[Start of section]

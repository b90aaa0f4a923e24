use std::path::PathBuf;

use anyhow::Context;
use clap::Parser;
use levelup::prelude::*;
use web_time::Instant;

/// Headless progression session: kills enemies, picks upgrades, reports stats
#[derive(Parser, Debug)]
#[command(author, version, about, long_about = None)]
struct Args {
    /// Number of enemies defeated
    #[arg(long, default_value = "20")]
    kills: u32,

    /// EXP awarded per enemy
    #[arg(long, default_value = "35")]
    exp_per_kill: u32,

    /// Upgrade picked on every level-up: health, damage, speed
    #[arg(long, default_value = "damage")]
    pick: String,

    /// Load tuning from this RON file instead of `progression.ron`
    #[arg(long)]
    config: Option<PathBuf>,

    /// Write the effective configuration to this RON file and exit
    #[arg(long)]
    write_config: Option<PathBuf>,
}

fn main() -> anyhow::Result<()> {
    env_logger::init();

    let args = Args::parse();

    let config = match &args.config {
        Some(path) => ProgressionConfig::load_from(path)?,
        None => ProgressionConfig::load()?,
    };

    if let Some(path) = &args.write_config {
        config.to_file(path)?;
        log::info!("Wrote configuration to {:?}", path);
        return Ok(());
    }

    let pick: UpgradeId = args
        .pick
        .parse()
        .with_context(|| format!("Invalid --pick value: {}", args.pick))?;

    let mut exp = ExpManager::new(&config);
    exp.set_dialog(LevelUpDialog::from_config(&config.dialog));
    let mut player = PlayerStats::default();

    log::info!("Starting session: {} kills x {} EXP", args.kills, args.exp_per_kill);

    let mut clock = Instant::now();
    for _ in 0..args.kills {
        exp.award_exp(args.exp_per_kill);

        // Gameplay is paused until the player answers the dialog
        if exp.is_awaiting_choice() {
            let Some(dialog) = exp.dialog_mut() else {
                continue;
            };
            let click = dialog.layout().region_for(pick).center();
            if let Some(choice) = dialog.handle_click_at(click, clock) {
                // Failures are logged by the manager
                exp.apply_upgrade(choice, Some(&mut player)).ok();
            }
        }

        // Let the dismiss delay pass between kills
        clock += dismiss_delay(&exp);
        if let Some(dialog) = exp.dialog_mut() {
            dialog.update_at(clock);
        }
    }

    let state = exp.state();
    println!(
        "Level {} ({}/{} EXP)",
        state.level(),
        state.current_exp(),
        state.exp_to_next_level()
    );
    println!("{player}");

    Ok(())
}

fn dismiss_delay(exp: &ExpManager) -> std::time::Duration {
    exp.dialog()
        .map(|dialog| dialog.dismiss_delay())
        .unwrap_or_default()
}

[End of section]
[Start of section]

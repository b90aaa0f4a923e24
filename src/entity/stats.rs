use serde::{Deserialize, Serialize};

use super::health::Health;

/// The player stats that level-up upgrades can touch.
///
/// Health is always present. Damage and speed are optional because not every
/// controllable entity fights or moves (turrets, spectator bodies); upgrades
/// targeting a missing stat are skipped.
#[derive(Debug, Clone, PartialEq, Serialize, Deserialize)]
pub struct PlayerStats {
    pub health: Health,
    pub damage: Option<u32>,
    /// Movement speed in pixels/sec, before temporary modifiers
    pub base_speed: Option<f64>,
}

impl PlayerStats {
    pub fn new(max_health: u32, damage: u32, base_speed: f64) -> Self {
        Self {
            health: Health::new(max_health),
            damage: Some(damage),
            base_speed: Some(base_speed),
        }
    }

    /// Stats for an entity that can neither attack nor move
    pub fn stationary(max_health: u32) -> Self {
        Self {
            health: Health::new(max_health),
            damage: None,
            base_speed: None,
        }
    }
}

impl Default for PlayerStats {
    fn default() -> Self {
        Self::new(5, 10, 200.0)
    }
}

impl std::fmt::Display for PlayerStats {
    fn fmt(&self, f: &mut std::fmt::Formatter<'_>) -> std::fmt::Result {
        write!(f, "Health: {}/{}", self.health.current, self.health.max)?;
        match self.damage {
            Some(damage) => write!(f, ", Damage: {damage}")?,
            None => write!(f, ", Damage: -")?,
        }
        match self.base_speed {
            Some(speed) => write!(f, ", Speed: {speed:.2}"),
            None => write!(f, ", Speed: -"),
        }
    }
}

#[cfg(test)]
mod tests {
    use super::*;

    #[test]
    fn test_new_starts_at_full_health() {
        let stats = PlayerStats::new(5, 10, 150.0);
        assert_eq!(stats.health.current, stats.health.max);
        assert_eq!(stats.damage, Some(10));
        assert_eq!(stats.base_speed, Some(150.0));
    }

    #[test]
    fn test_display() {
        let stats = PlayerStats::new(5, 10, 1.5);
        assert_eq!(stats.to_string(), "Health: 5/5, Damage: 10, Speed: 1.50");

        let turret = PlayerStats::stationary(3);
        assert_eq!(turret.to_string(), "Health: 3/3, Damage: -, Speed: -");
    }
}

[End of section]

* _Task prompt_
Count the lines in the records above that contain the word "info", and reply with that number alone.

* _Solution for this exercise_
2